**What the exercise asks**:
Send every record back word for word.

(Dataset entries)
╭──
use std::fmt;
use std::path::PathBuf;

/// Placeholder used for any name-table entry that could not be read
pub const UNKNOWN: &str = "Unknown";

/// Metadata extracted from a font's name table
#[derive(Debug, Clone, PartialEq, Eq)]
pub struct FontMetadata {
    /// Font family name (never empty)
    pub family_name: String,
    /// Font subfamily (style variant)
    pub subfamily: String,
    /// Full font name
    pub full_name: String,
    pub version: String,
    pub postscript_name: String,
    pub designer: String,
    pub license_text: String,
    pub license_url: String,
    pub copyright: String,
}

impl Default for FontMetadata {
    fn default() -> Self {
        Self {
            family_name: UNKNOWN.to_string(),
            subfamily: UNKNOWN.to_string(),
            full_name: UNKNOWN.to_string(),
            version: UNKNOWN.to_string(),
            postscript_name: UNKNOWN.to_string(),
            designer: UNKNOWN.to_string(),
            license_text: UNKNOWN.to_string(),
            license_url: UNKNOWN.to_string(),
            copyright: UNKNOWN.to_string(),
        }
    }
}

/// CSS style keyword for a font face
#[derive(Debug, Clone, Copy, PartialEq, Eq)]
pub enum FontStyle {
    Normal,
    Italic,
}

impl FontStyle {
    pub fn as_css(&self) -> &'static str {
        match self {
            FontStyle::Normal => "normal",
            FontStyle::Italic => "italic",
        }
    }
}

impl fmt::Display for FontStyle {
    fn fmt(&self, f: &mut fmt::Formatter<'_>) -> fmt::Result {
        f.write_str(self.as_css())
    }
}

/// Outcome of a woff2 conversion attempt
#[derive(Debug, Clone, PartialEq, Eq)]
pub struct ConversionResult {
    /// Location of the converted file inside the output directory
    pub converted_path: Option<PathBuf>,
    pub succeeded: bool,
}

impl ConversionResult {
    pub fn converted(path: PathBuf) -> Self {
        Self {
            converted_path: Some(path),
            succeeded: true,
        }
    }

    pub fn failed() -> Self {
        Self {
            converted_path: None,
            succeeded: false,
        }
    }
}

/// Why a single font dropped out of the batch
#[derive(Debug, Clone, PartialEq, Eq)]
pub enum FontFailure {
    /// Name table could not be dumped
    Metadata(String),
    /// Copying the original into the output directory failed
    Copy(String),
    /// Hashing the font failed
    Checksum(String),
}

impl fmt::Display for FontFailure {
    fn fmt(&self, f: &mut fmt::Formatter<'_>) -> fmt::Result {
        match self {
            FontFailure::Metadata(msg) => write!(f, "metadata extraction failed: {}", msg),
            FontFailure::Copy(msg) => write!(f, "copy to output failed: {}", msg),
            FontFailure::Checksum(msg) => write!(f, "checksum failed: {}", msg),
        }
    }
}

/// Everything learned about one input font
#[derive(Debug, Clone)]
pub struct ProcessingResult {
    pub source_path: PathBuf,
    /// Copy of the original inside the output directory
    pub output_path: Option<PathBuf>,
    pub metadata: Option<FontMetadata>,
    pub checksum_hex: Option<String>,
    pub converted_path: Option<PathBuf>,
    pub converted_hash_b64: Option<String>,
    pub succeeded: bool,
    pub failure_reason: Option<FontFailure>,
}

impl ProcessingResult {
    /// Start a result for a font that has not been processed yet
    pub fn new(source_path: PathBuf) -> Self {
        Self {
            source_path,
            output_path: None,
            metadata: None,
            checksum_hex: None,
            converted_path: None,
            converted_hash_b64: None,
            succeeded: false,
            failure_reason: None,
        }
    }

    /// Mark this font as failed and return it
    pub fn fail(mut self, reason: FontFailure) -> Self {
        self.succeeded = false;
        self.failure_reason = Some(reason);
        self
    }

    /// File name of the original font
    pub fn file_name(&self) -> String {
        self.source_path
            .file_name()
            .map(|n| n.to_string_lossy().into_owned())
            .unwrap_or_default()
    }
}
╰──
**Exercise solution**:
use std::fmt;
use std::path::PathBuf;

/// Placeholder used for any name-table entry that could not be read
pub const UNKNOWN: &str = "Unknown";

/// Metadata extracted from a font's name table
#[derive(Debug, Clone, PartialEq, Eq)]
pub struct FontMetadata {
    /// Font family name (never empty)
    pub family_name: String,
    /// Font subfamily (style variant)
    pub subfamily: String,
    /// Full font name
    pub full_name: String,
    pub version: String,
    pub postscript_name: String,
    pub designer: String,
    pub license_text: String,
    pub license_url: String,
    pub copyright: String,
}

impl Default for FontMetadata {
    fn default() -> Self {
        Self {
            family_name: UNKNOWN.to_string(),
            subfamily: UNKNOWN.to_string(),
            full_name: UNKNOWN.to_string(),
            version: UNKNOWN.to_string(),
            postscript_name: UNKNOWN.to_string(),
            designer: UNKNOWN.to_string(),
            license_text: UNKNOWN.to_string(),
            license_url: UNKNOWN.to_string(),
            copyright: UNKNOWN.to_string(),
        }
    }
}

/// CSS style keyword for a font face
#[derive(Debug, Clone, Copy, PartialEq, Eq)]
pub enum FontStyle {
    Normal,
    Italic,
}

impl FontStyle {
    pub fn as_css(&self) -> &'static str {
        match self {
            FontStyle::Normal => "normal",
            FontStyle::Italic => "italic",
        }
    }
}

impl fmt::Display for FontStyle {
    fn fmt(&self, f: &mut fmt::Formatter<'_>) -> fmt::Result {
        f.write_str(self.as_css())
    }
}

/// Outcome of a woff2 conversion attempt
#[derive(Debug, Clone, PartialEq, Eq)]
pub struct ConversionResult {
    /// Location of the converted file inside the output directory
    pub converted_path: Option<PathBuf>,
    pub succeeded: bool,
}

impl ConversionResult {
    pub fn converted(path: PathBuf) -> Self {
        Self {
            converted_path: Some(path),
            succeeded: true,
        }
    }

    pub fn failed() -> Self {
        Self {
            converted_path: None,
            succeeded: false,
        }
    }
}

/// Why a single font dropped out of the batch
#[derive(Debug, Clone, PartialEq, Eq)]
pub enum FontFailure {
    /// Name table could not be dumped
    Metadata(String),
    /// Copying the original into the output directory failed
    Copy(String),
    /// Hashing the font failed
    Checksum(String),
}

impl fmt::Display for FontFailure {
    fn fmt(&self, f: &mut fmt::Formatter<'_>) -> fmt::Result {
        match self {
            FontFailure::Metadata(msg) => write!(f, "metadata extraction failed: {}", msg),
            FontFailure::Copy(msg) => write!(f, "copy to output failed: {}", msg),
            FontFailure::Checksum(msg) => write!(f, "checksum failed: {}", msg),
        }
    }
}

/// Everything learned about one input font
#[derive(Debug, Clone)]
pub struct ProcessingResult {
    pub source_path: PathBuf,
    /// Copy of the original inside the output directory
    pub output_path: Option<PathBuf>,
    pub metadata: Option<FontMetadata>,
    pub checksum_hex: Option<String>,
    pub converted_path: Option<PathBuf>,
    pub converted_hash_b64: Option<String>,
    pub succeeded: bool,
    pub failure_reason: Option<FontFailure>,
}

impl ProcessingResult {
    /// Start a result for a font that has not been processed yet
    pub fn new(source_path: PathBuf) -> Self {
        Self {
            source_path,
            output_path: None,
            metadata: None,
            checksum_hex: None,
            converted_path: None,
            converted_hash_b64: None,
            succeeded: false,
            failure_reason: None,
        }
    }

    /// Mark this font as failed and return it
    pub fn fail(mut self, reason: FontFailure) -> Self {
        self.succeeded = false;
        self.failure_reason = Some(reason);
        self
    }

    /// File name of the original font
    pub fn file_name(&self) -> String {
        self.source_path
            .file_name()
            .map(|n| n.to_string_lossy().into_owned())
            .unwrap_or_default()
    }
}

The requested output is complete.